J.Orthopaedics 2010;7(3)e2


knee arthroplasty; peripheral nerve block; complications; nursing


Peripheral nerve blockade (PNB) for total knee arthroplasty decreases pain, motor function, and proprioception in the involved limb. It has been reported to lessen postoperative use of narcotics and their attendant side effects [1,2,3], lower pain scores [2,4], speed recovery [2,4,5], and lower costs [6] but may give rise to serious complications [7]. Nerve injuries are uncommon with use of ultrasound guidance and nerve stimulation to increase the anatomic and physiologic accuracy of injection [7,8].   Other complications have been described uncommonly. 

We report three patients that sustained falls with complete traumatic wound dehiscence within hours of successful administration of PNB for TKA.  This unanticipated complication of new technology has been reported by others in small numbers [7-9].   Possible causes and methods of avoiding this severe complication are discussed.

Materials and Methods:

Three patients of 222 had falls with complete wound dehiscence following TKA. For the first 9 months of our experience (105 patients) continuous femoral nerve block (FNB) by pump with an indwelling catheter was used.  During the following 10 months (117 patients) a single-dose sciatic nerve block (SNB) was added to address posterior pain [10, 11].  Preoperatively, informed consent was obtained and all patients were carefully instructed that they must not ambulate after surgery until otherwise instructed.

Ultrasound and electrical stimulation confirmed that the catheter was properly placed near and not in the femoral nerve.
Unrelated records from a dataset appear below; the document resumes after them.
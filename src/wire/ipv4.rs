use byteorder::{ByteOrder, NetworkEndian};
use core::fmt;

pub use core::net::Ipv4Addr as Address;

use super::{Error, IpProtocol, Result};
use crate::checksum;

pub const ADDR_SIZE: usize = 4;

pub(crate) trait AddressExt {
    fn from_bytes(data: &[u8]) -> Self;
    fn x_is_unicast(&self) -> bool;
}

impl AddressExt for Address {
    fn from_bytes(data: &[u8]) -> Address {
        Address::new(data[0], data[1], data[2], data[3])
    }

    fn x_is_unicast(&self) -> bool {
        !(self.is_broadcast() || self.is_multicast() || self.is_unspecified())
    }
}

mod field {
    use crate::wire::field::*;
    pub const VER_IHL: usize = 0;
    pub const DSCP_ECN: usize = 1;
    pub const LENGTH: Field = 2..4;
    pub const IDENT: Field = 4..6;
    pub const FLG_OFF: Field = 6..8;
    pub const TTL: usize = 8;
    pub const PROTOCOL: usize = 9;
    pub const CHECKSUM: Field = 10..12;
    pub const SRC_ADDR: Field = 12..16;
    pub const DST_ADDR: Field = 16..20;
}

/// Standard 20-byte header length; this stack never emits IP options.
/// `new_checked` rejects a declared header length shorter than this (a
/// malformed packet), but does not reject one that is longer — inbound
/// packets with options are accepted and handled correctly, since
/// `payload()`/`verify_checksum()` always skip past the real `header_len()`.
pub const HEADER_LEN: usize = field::SRC_ADDR.start + 8;
pub const MIN_MTU: usize = 576;
pub const VERSION: u8 = 4;

pub const FLAG_DONT_FRAGMENT: u16 = 0x4000;
pub const FLAG_MORE_FRAGMENTS: u16 = 0x2000;
pub const FRAG_OFFSET_MASK: u16 = 0x1fff;

/// A read/write wrapper around an IPv4 header buffer.
#[derive(Debug, PartialEq, Eq, Clone)]
pub struct Packet<T: AsRef<[u8]>> {
    buffer: T,
}

impl<T: AsRef<[u8]>> Packet<T> {
    pub const fn new_unchecked(buffer: T) -> Packet<T> {
        Packet { buffer }
    }

    pub fn new_checked(buffer: T) -> Result<Packet<T>> {
        let packet = Self::new_unchecked(buffer);
        packet.check_len()?;
        if packet.version() != VERSION {
            return Err(Error);
        }
        if packet.header_len() < HEADER_LEN || packet.total_len() < packet.header_len() {
            return Err(Error);
        }
        Ok(packet)
    }

    pub fn check_len(&self) -> Result<()> {
        let len = self.buffer.as_ref().len();
        if len < HEADER_LEN {
            Err(Error)
        } else {
            Ok(())
        }
    }

    pub fn into_inner(self) -> T {
        self.buffer
    }

    pub fn version(&self) -> u8 {
        self.buffer.as_ref()[field::VER_IHL] >> 4
    }

    /// Internet header length, in octets (the field is stored in 32-bit words).
    pub fn header_len(&self) -> usize {
        ((self.buffer.as_ref()[field::VER_IHL] & 0x0f) as usize) * 4
    }

    pub fn dscp(&self) -> u8 {
        self.buffer.as_ref()[field::DSCP_ECN] >> 2
    }

    pub fn total_len(&self) -> usize {
        NetworkEndian::read_u16(&self.buffer.as_ref()[field::LENGTH]) as usize
    }

    pub fn ident(&self) -> u16 {
        NetworkEndian::read_u16(&self.buffer.as_ref()[field::IDENT])
    }

    pub fn dont_frag(&self) -> bool {
        NetworkEndian::read_u16(&self.buffer.as_ref()[field::FLG_OFF]) & FLAG_DONT_FRAGMENT != 0
    }

    pub fn more_frags(&self) -> bool {
        NetworkEndian::read_u16(&self.buffer.as_ref()[field::FLG_OFF]) & FLAG_MORE_FRAGMENTS != 0
    }

    pub fn frag_offset(&self) -> u16 {
        NetworkEndian::read_u16(&self.buffer.as_ref()[field::FLG_OFF]) & FRAG_OFFSET_MASK
    }

    pub fn ttl(&self) -> u8 {
        self.buffer.as_ref()[field::TTL]
    }

    pub fn protocol(&self) -> IpProtocol {
        IpProtocol::from(self.buffer.as_ref()[field::PROTOCOL])
    }

    pub fn checksum(&self) -> u16 {
        NetworkEndian::read_u16(&self.buffer.as_ref()[field::CHECKSUM])
    }

    pub fn src_addr(&self) -> Address {
        Address::from_bytes(&self.buffer.as_ref()[field::SRC_ADDR])
    }

    pub fn dst_addr(&self) -> Address {
        Address::from_bytes(&self.buffer.as_ref()[field::DST_ADDR])
    }

    /// Verify the header checksum (RFC 1071: the ones-complement sum of the
    /// header, including the checksum field itself, must be all-ones).
    pub fn verify_checksum(&self) -> bool {
        let data = &self.buffer.as_ref()[..self.header_len().min(self.buffer.as_ref().len())];
        checksum::finish(checksum::accumulate(data)) == 0
    }

    pub fn payload(&self) -> &[u8] {
        let header_len = self.header_len();
        let total_len = self.total_len();
        &self.buffer.as_ref()[header_len..total_len]
    }
}

impl<T: AsRef<[u8]> + AsMut<[u8]>> Packet<T> {
    pub fn set_version(&mut self, value: u8) {
        let ihl = self.buffer.as_mut()[field::VER_IHL] & 0x0f;
        self.buffer.as_mut()[field::VER_IHL] = (value << 4) | ihl;
    }

    pub fn set_header_len(&mut self, length: usize) {
        let version = self.buffer.as_mut()[field::VER_IHL] & 0xf0;
        self.buffer.as_mut()[field::VER_IHL] = version | ((length / 4) as u8 & 0x0f);
    }

    pub fn set_dscp(&mut self, value: u8) {
        self.buffer.as_mut()[field::DSCP_ECN] = value << 2;
    }

    pub fn set_total_len(&mut self, value: usize) {
        NetworkEndian::write_u16(&mut self.buffer.as_mut()[field::LENGTH], value as u16);
    }

    pub fn set_ident(&mut self, value: u16) {
        NetworkEndian::write_u16(&mut self.buffer.as_mut()[field::IDENT], value);
    }

    pub fn set_flags_frag_offset(&mut self, dont_frag: bool, more_frags: bool, offset: u16) {
        let mut raw = offset & FRAG_OFFSET_MASK;
        if dont_frag {
            raw |= FLAG_DONT_FRAGMENT;
        }
        if more_frags {
            raw |= FLAG_MORE_FRAGMENTS;
        }
        NetworkEndian::write_u16(&mut self.buffer.as_mut()[field::FLG_OFF], raw);
    }

    pub fn set_ttl(&mut self, value: u8) {
        self.buffer.as_mut()[field::TTL] = value;
    }

    pub fn set_protocol(&mut self, value: IpProtocol) {
        self.buffer.as_mut()[field::PROTOCOL] = value.into();
    }

    pub fn set_checksum(&mut self, value: u16) {
        NetworkEndian::write_u16(&mut self.buffer.as_mut()[field::CHECKSUM], value);
    }

    pub fn set_src_addr(&mut self, value: Address) {
        self.buffer.as_mut()[field::SRC_ADDR].copy_from_slice(&value.octets());
    }

    pub fn set_dst_addr(&mut self, value: Address) {
        self.buffer.as_mut()[field::DST_ADDR].copy_from_slice(&value.octets());
    }

    pub fn fill_checksum(&mut self) {
        self.set_checksum(0);
        let header_len = self.header_len();
        let checksum = checksum::data(&self.buffer.as_mut()[..header_len]);
        self.set_checksum(checksum);
    }

    pub fn payload_mut(&mut self) -> &mut [u8] {
        let header_len = self.header_len();
        let total_len = self.total_len();
        &mut self.buffer.as_mut()[header_len..total_len]
    }
}

/// A specification of an IPv4 CIDR block: an address and a prefix length.
#[derive(Debug, Hash, PartialEq, Eq, Clone, Copy)]
pub struct Cidr {
    address: Address,
    prefix_len: u8,
}

impl Cidr {
    pub const fn new(address: Address, prefix_len: u8) -> Cidr {
        assert!(prefix_len <= 32);
        Cidr {
            address,
            prefix_len,
        }
    }

    pub const fn address(&self) -> Address {
        self.address
    }

    pub fn netmask(&self) -> Address {
        if self.prefix_len == 0 {
            return Address::UNSPECIFIED;
        }
        let bits = u32::MAX << (32 - self.prefix_len);
        Address::from_bits(bits)
    }

    /// Whether `addr` is within this CIDR's network.
    pub fn contains_addr(&self, addr: &Address) -> bool {
        let mask = self.netmask();
        (u32::from(*addr) & u32::from(mask)) == (u32::from(self.address) & u32::from(mask))
    }
}

impl fmt::Display for Cidr {
    fn fmt(&self, f: &mut fmt::Formatter) -> fmt::Result {
        write!(f, "{}/{}", self.address, self.prefix_len)
    }
}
A constant infusion of  0.2% ropivacaine was administered at a rate of 6 ml/hr by commercial external pump designed for this purpose.  The catheter was left in place the day of surgery and through the first postoperative day.  The rate was adjusted down to 2 ml/hr at the nurse’s discretion. Supplemental parenteral and/or oral narcotic medication was provided as necessary.

When SNB was used, the sciatic nerve was identified approximately 15 cm proximal to the posterior knee. Ultrasound and electrical stimulation were used as above to guide a single preoperative 20 ml injection of 0.25% bupivacaine . 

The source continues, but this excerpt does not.